I’ve thought quite a lot this week, as we’ve observed our 5 little guys’ journeys to the top of the cup, about what it must be like for the caterpillars to do this. Dying to self and leaving behind everything they know - including every physical thing they’ve ever been and all they’ve known or imagined - they allow God to completely rewrite their life story. And he does it. In a raw and magnificent way that only God could do.

Yes, it hurts. Heck, virtually every old part of the caterpillar is destroyed.

Yep, it’s terrifying. All that once was is no more, and what’s to come is still a vast mystery.

And yet, God has a plan. A remarkable, beautiful plan.

And so, they do it. Trusting the One who created them for this very reimagining, who holds their faithful and shaky selves in the palm of his brilliant and loving hand, they surrender to the remaking.

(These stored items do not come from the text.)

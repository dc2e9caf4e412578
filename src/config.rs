//! monitor configuration.

use {
    std::{
        path::{Path, PathBuf},
        time::Duration,
    },
    thiserror::Error,
};

/// how the monitor samples, retains, and records utilization.
///
/// a configuration is validated when it is built, and does not change afterwards.
#[derive(Clone, Debug, PartialEq)]
pub struct Config {
    /// the number of ticks kept in the rolling window.
    window_capacity: usize,
    /// the time between two ticks.
    tick_interval: Duration,
    /// the number of cores being monitored.
    core_count: usize,
    /// where observations are recorded.
    history_path: PathBuf,
    /// how many core rows the display may use, if capped. the monitor itself ignores this.
    plot_height: Option<usize>,
    /// stop after this many ticks, if set.
    tick_limit: Option<u64>,
}

#[derive(Clone, Debug, Error, PartialEq)]
pub enum ConfigError {
    #[error("plot width must be a number of at least 1, got {0}")]
    PlotWidth(f64),
    #[error("the rolling window must hold at least one tick")]
    WindowCapacity,
    #[error("the tick interval must be at least 1ms")]
    TickInterval,
    #[error("at least one core must be monitored")]
    CoreCount,
    #[error("plot height must be at least 1")]
    PlotHeight,
}

// === impl Config ===

impl Config {
    pub fn new(
        window_capacity: usize,
        tick_interval: Duration,
        core_count: usize,
        history_path: impl Into<PathBuf>,
    ) -> Result<Self, ConfigError> {
        if window_capacity == 0 {
            return Err(ConfigError::WindowCapacity);
        }
        if tick_interval < Duration::from_millis(1) {
            return Err(ConfigError::TickInterval);
        }
        if core_count == 0 {
            return Err(ConfigError::CoreCount);
        }

        Ok(Self {
            window_capacity,
            tick_interval,
            core_count,
            history_path: history_path.into(),
            plot_height: None,
            tick_limit: None,
        })
    }

    /// derives the window capacity from a plot width, one tick per unit of width.
    ///
    /// fractional widths are truncated toward zero.
    pub fn window_from_width(width: f64) -> Result<usize, ConfigError> {
        if !width.is_finite() || width < 1.0 {
            return Err(ConfigError::PlotWidth(width));
        }

        Ok(width.trunc() as usize)
    }

    /// caps the number of core rows drawn. without a cap, the display uses every row it has.
    pub fn with_plot_height(self, plot_height: Option<usize>) -> Result<Self, ConfigError> {
        if plot_height == Some(0) {
            return Err(ConfigError::PlotHeight);
        }

        Ok(Self {
            plot_height,
            ..self
        })
    }

    pub fn with_tick_limit(self, tick_limit: Option<u64>) -> Self {
        Self { tick_limit, ..self }
    }

    pub fn window_capacity(&self) -> usize {
        self.window_capacity
    }

    pub fn tick_interval(&self) -> Duration {
        self.tick_interval
    }

    pub fn core_count(&self) -> usize {
        self.core_count
    }

    pub fn history_path(&self) -> &Path {
        &self.history_path
    }

    pub fn plot_height(&self) -> Option<usize> {
        self.plot_height
    }

    pub fn tick_limit(&self) -> Option<u64> {
        self.tick_limit
    }
}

We delight in the beauty of the butterfly, but rarely admit the changes it has gone through to achieve that beauty. -Maya Angelou

Are you grieving? Leaving something you’ve always known behind and afraid of what’s next? I am. Maybe you’re still wriggling around in the muck of pain and confusion. Been there.

Change is hard. And scary. But God is good.

Don’t forget: Love is at work. Beauty and goodness have been written on the wings of the dawn.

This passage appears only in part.